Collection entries
········

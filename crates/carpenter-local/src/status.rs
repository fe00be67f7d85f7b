//! Status channel appending events to a JSON-lines log.
//!
//! Sinks hand events to a single writer task over an unbounded channel, so
//! writing never waits on disk and events from one job stay in order.

use async_trait::async_trait;
use carpenter_core::status::{StatusChannel, StatusEvent, StatusSink};
use carpenter_core::{Error, Result};
use serde::{Deserialize, Serialize};
use std::path::PathBuf;
use tokio::io::AsyncWriteExt;
use tokio::sync::mpsc;
use tokio::task::JoinHandle;
use tracing::{debug, info};

/// One line of the status log.
#[derive(Debug, Clone, PartialEq, Serialize, Deserialize)]
pub struct StatusRecord {
    pub topic: String,
    #[serde(flatten)]
    pub event: StatusEvent,
}

/// Hands out sinks feeding one [`EventLog`].
#[derive(Clone)]
pub struct ChannelStatus {
    topic: String,
    tx: mpsc::UnboundedSender<StatusRecord>,
}

impl StatusChannel for ChannelStatus {
    fn open(&self) -> Box<dyn StatusSink> {
        Box::new(ChannelSink {
            topic: self.topic.clone(),
            tx: self.tx.clone(),
            ended: false,
        })
    }
}

/// One job's event stream.
pub struct ChannelSink {
    topic: String,
    tx: mpsc::UnboundedSender<StatusRecord>,
    ended: bool,
}

impl ChannelSink {
    fn send(&self, event: StatusEvent) -> Result<()> {
        if self.ended {
            return Err(Error::Status("stream already ended".to_string()));
        }
        self.tx
            .send(StatusRecord {
                topic: self.topic.clone(),
                event,
            })
            .map_err(|_| Error::Status("status log closed".to_string()))
    }
}

#[async_trait]
impl StatusSink for ChannelSink {
    async fn write(&mut self, event: StatusEvent) -> Result<()> {
        self.send(event)
    }

    async fn end(&mut self, event: StatusEvent) -> Result<()> {
        let result = self.send(event);
        self.ended = true;
        result
    }

    fn is_ended(&self) -> bool {
        self.ended
    }
}

/// Background writer owning the log file.
pub struct EventLog {
    handle: JoinHandle<Result<usize>>,
}

impl EventLog {
    /// Start the writer.
    ///
    /// Events are appended to `path`, or only traced when `path` is `None`.
    /// The writer stops once every [`ChannelStatus`] and sink is dropped.
    pub fn spawn(topic: impl Into<String>, path: Option<PathBuf>) -> (ChannelStatus, EventLog) {
        let (tx, rx) = mpsc::unbounded_channel();
        let handle = tokio::spawn(write_log(rx, path));
        (
            ChannelStatus {
                topic: topic.into(),
                tx,
            },
            EventLog { handle },
        )
    }

    /// Wait for every queued event to be written. Returns how many were.
    pub async fn finish(self) -> Result<usize> {
        self.handle
            .await
            .map_err(|e| Error::Internal(format!("status log task failed: {}", e)))?
    }
}

async fn write_log(
    mut rx: mpsc::UnboundedReceiver<StatusRecord>,
    path: Option<PathBuf>,
) -> Result<usize> {
    let mut file = match &path {
        Some(path) => {
            if let Some(parent) = path.parent() {
                tokio::fs::create_dir_all(parent).await?;
            }
            let file = tokio::fs::OpenOptions::new()
                .create(true)
                .append(true)
                .open(path)
                .await?;
            Some(file)
        }
        None => None,
    };

    let mut written = 0;
    while let Some(record) = rx.recv().await {
        let event = &record.event;
        info!(
            topic = %record.topic,
            event_type = ?event.event_type,
            name = event.name.as_deref().unwrap_or_default(),
            version = event.version.as_deref().unwrap_or_default(),
            timing = event.timing,
            "{}",
            event.message
        );

        if let Some(file) = file.as_mut() {
            let mut line = serde_json::to_vec(&record)
                .map_err(|e| Error::Status(format!("failed to encode event: {}", e)))?;
            line.push(b'\n');
            file.write_all(&line).await?;
        }
        written += 1;
    }

    if let Some(file) = file.as_mut() {
        file.flush().await?;
    }
    debug!(written, "Status log closed");
    Ok(written)
}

········

- WORK REQUEST
If a line comes after the one containing "use tokio::io::AsyncWriteExt;", leave it out; set down every line of the data before it, and that line itself, exactly.

- RESPONSE BOX
filename crates/carpenter-local/src/status.rs
repository fe00be67f7d85f7b
//! Status channel appending events to a JSON-lines log.
//!
//! Sinks hand events to a single writer task over an unbounded channel, so
//! writing never waits on disk and events from one job stay in order.

use async_trait::async_trait;
use carpenter_core::status::{StatusChannel, StatusEvent, StatusSink};
use carpenter_core::{Error, Result};
use serde::{Deserialize, Serialize};
use std::path::PathBuf;
use tokio::io::AsyncWriteExt;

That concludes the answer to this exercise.